Chapter 4 Using the CompCert C interpreter

This chapter describes the CompCert C reference interpreter and how to invoke it.

4.1 Overview

The CompCert C reference interpreter executes the given C source file by interpretation, displaying the outcome of the execution (normal termination or aborting on an undefined behavior), as well as the observable effects (e.g. printf calls) performed during the execution.

The reference interpreter is faithful to the formal semantics of the CompCert C language: all the behaviors that it displays are possible behaviors according to the formal semantics. In particular, the reference interpreter immediately reports and stops when an undefined behavior of the C source program is encountered. This is not the case for the machine code generated by compiling this program: once the undefined behavior is triggered, the machine code can crash, but it can also continue with any other behavior.

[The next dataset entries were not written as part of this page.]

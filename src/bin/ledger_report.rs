use chrono::{DateTime, Datelike, Utc};
use clap::error::ErrorKind;
use clap::{ArgGroup, CommandFactory, Parser};
use serde::Serialize;
use std::fs;
use std::path::{Path, PathBuf};
use std::sync::Arc;

use tithe_core::domains::analytics::{AggregateSummary, DonorRollup};
use tithe_core::domains::donation::{
    cents_to_decimal, DonorProfile, InMemoryDonationRepository, InMemoryDonorDirectory, LedgerService,
    LedgerServiceImpl, RawDonationRecord, SkippedRecord,
};
use tithe_core::domains::view::ViewQuery;
use tithe_core::{LedgerConfig, LedgerOwner};

#[derive(Parser)]
#[command(
    name = "ledger_report",
    version,
    about = "Offline giving report over an exported donation file",
    long_about = "Summarize an exported donation file for one payee or donor.\n\n\
                  Prints the dashboard summary, a month-by-month table and the rows\n\
                  that could not be read. Payee reports can also export donor rollups to CSV."
)]
#[command(group(ArgGroup::new("owner").required(true).args(["payee", "donor"])))]
struct Cli {
    /// JSON array of raw donation records.
    #[arg(value_name = "RECORDS")]
    records: PathBuf,

    /// Report on donations received by this payee (church) id.
    #[arg(long, value_name = "ID")]
    payee: Option<String>,

    /// Report on donations given by this donor id.
    #[arg(long, value_name = "ID")]
    donor: Option<String>,

    /// JSON array of donor profiles used for display names.
    #[arg(long, value_name = "PROFILES")]
    names: Option<PathBuf>,

    /// Report as of this instant instead of the system clock.
    #[arg(long, value_name = "RFC3339", value_parser = parse_now)]
    now: Option<DateTime<Utc>>,

    /// Write donor rollups to this CSV file (payee reports only).
    #[arg(long, value_name = "OUT_CSV")]
    csv: Option<PathBuf>,
}

impl Cli {
    fn owner(&self) -> Option<LedgerOwner> {
        self.payee
            .clone()
            .map(LedgerOwner::Payee)
            .or_else(|| self.donor.clone().map(LedgerOwner::Donor))
    }
}

fn parse_now(raw: &str) -> Result<DateTime<Utc>, String> {
    DateTime::parse_from_rfc3339(raw)
        .map(|parsed| parsed.with_timezone(&Utc))
        .map_err(|e| format!("expected an RFC 3339 instant: {}", e))
}

#[derive(Serialize)]
struct RollupRow<'a> {
    donor_id: &'a str,
    display_name: &'a str,
    total: rust_decimal::Decimal,
    donation_count: u64,
    last_donation_at: String,
}

fn write_csv(path: &Path, rollups: &[DonorRollup]) -> Result<(), Box<dyn std::error::Error>> {
    let mut writer = csv::Writer::from_path(path)?;
    for rollup in rollups {
        writer.serialize(RollupRow {
            donor_id: &rollup.donor_id,
            display_name: rollup.label(),
            total: cents_to_decimal(rollup.total_cents),
            donation_count: rollup.donation_count,
            last_donation_at: rollup.last_donation_at.to_rfc3339(),
        })?;
    }
    writer.flush()?;
    Ok(())
}

fn print_summary(summary: &AggregateSummary) {
    println!("\n📊 SUMMARY");
    println!("==========");
    println!("This month:     {}", cents_to_decimal(summary.current_period_total_cents));
    println!("Last month:     {}", cents_to_decimal(summary.prior_period_total_cents));
    match summary.growth_percent {
        Some(growth) => println!("Growth:         {:+.1}%", growth),
        None => println!("Growth:         n/a (no prior baseline)"),
    }
    println!("This year:      {}", cents_to_decimal(summary.year_total_cents));
    println!("Lifetime:       {}", cents_to_decimal(summary.lifetime_total_cents));
    println!("Donors:         {} ({} recurring)", summary.distinct_donor_count, summary.recurring_donor_count);
    println!("Transactions:   {}", summary.transaction_count);
    if let Some(average) = summary.average_donation_cents {
        println!("Average gift:   {}", cents_to_decimal(average));
    }
    println!(
        "Excluded:       {} pending, {} failed",
        summary.excluded.pending, summary.excluded.failed
    );
}

fn print_skipped(skipped: &[SkippedRecord]) {
    if skipped.is_empty() {
        println!("\n✅ Every record was readable");
        return;
    }
    println!("\n⚠️  {} records could not be read", skipped.len());
    for record in skipped {
        println!(
            "   - #{} {}: {}",
            record.index,
            record.record_id.as_deref().unwrap_or("<no id>"),
            record.reason
        );
    }
}

#[tokio::main]
async fn main() -> Result<(), Box<dyn std::error::Error>> {
    let _ = env_logger::Builder::from_env(env_logger::Env::default().default_filter_or("info")).try_init();

    let args = Cli::parse();
    let Some(owner) = args.owner() else {
        Cli::command()
            .error(ErrorKind::MissingRequiredArgument, "one of --payee or --donor is required")
            .exit();
    };

    let config = LedgerConfig::from_env()?;
    let records: Vec<RawDonationRecord> = serde_json::from_str(&fs::read_to_string(&args.records)?)?;
    let profiles: Vec<DonorProfile> = match &args.names {
        Some(path) => serde_json::from_str(&fs::read_to_string(path)?)?,
        None => Vec::new(),
    };
    let now = args.now.unwrap_or_else(Utc::now);

    println!("🔍 Ledger Report");
    println!("================");
    println!("Records file:   {} ({} rows)", args.records.display(), records.len());
    println!("Owner:          {}", owner);
    println!("As of:          {} (offset {})", now.to_rfc3339(), config.utc_offset);

    let service = LedgerServiceImpl::new(
        Arc::new(InMemoryDonationRepository::new(records)),
        Arc::new(InMemoryDonorDirectory::new(profiles)),
        config,
    );

    let (summary, months) = futures::try_join!(
        service.giving_summary(&owner, now),
        service.monthly_breakdown(&owner, now.year()),
    )?;

    print_summary(&summary.data);

    println!("\n📅 {} BY MONTH", now.year());
    for month in &months.data {
        println!("   {:>2}: {:>12} ({} gifts)", month.month, cents_to_decimal(month.total_cents), month.transaction_count);
    }

    if let LedgerOwner::Payee(payee_id) = &owner {
        let rollups = service.donor_rollups(payee_id, &ViewQuery::new(), now).await?;
        println!("\n🙏 TOP DONORS");
        for rollup in rollups.data.iter().take(10) {
            println!(
                "   {:<24} {:>12} ({} gifts)",
                rollup.label(),
                cents_to_decimal(rollup.total_cents),
                rollup.donation_count
            );
        }
        if let Some(path) = &args.csv {
            write_csv(path, &rollups.data)?;
            log::info!("Wrote {} donor rollups to {}", rollups.data.len(), path.display());
        }
    } else if args.csv.is_some() {
        log::warn!("--csv only applies to --payee reports; skipping export");
    }

    print_skipped(&summary.skipped);

    Ok(())
}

The primary use of the reference interpreter is to check whether a particular run of a C program exhibits behaviors that are undefined in CompCert C. If it does, something is wrong with the program, and the program should be fixed. The reference interpreter can also be useful to familiarize oneself with the CompCert C formal semantics, and validate it experimentally by testing.

The reference interpreter is presented as a special mode, -interp, of the ccomp command-line executable of the CompCert C compiler. An invocation of the reference interpreter is of the form

ccomp -interp [option …] input-file.c

The input C file is preprocessed, elaborated to the CompCert C subset language, then interpreted and its observable effects displayed.

4.2 Limitations

The following limitations apply to the C source files that can be interpreted.

The C source file must contain a complete, standalone program, including in particular a main function.

The only external functions available to the program are

printf	to display formatted text on standard output
malloc	to dynamically allocate memory
free	to free memory allocated by malloc
__builtin_annot	to mark execution points
__builtin_annot_intval	(likewise)
__builtin_fabs	floating-point absolute value

The main function must be declared with one of the two types allowed by the C standards, namely:
```
    int main(void) { ... }
    int main(int argc, char ** argv) { ... }
```
In the second form above, main is called with argc equal to zero and argv equal to the NULL pointer. The program does not, therefore, have access to command-line arguments.

4.3 Options

The following options to the ccomp command apply specifically to the reference interpreter.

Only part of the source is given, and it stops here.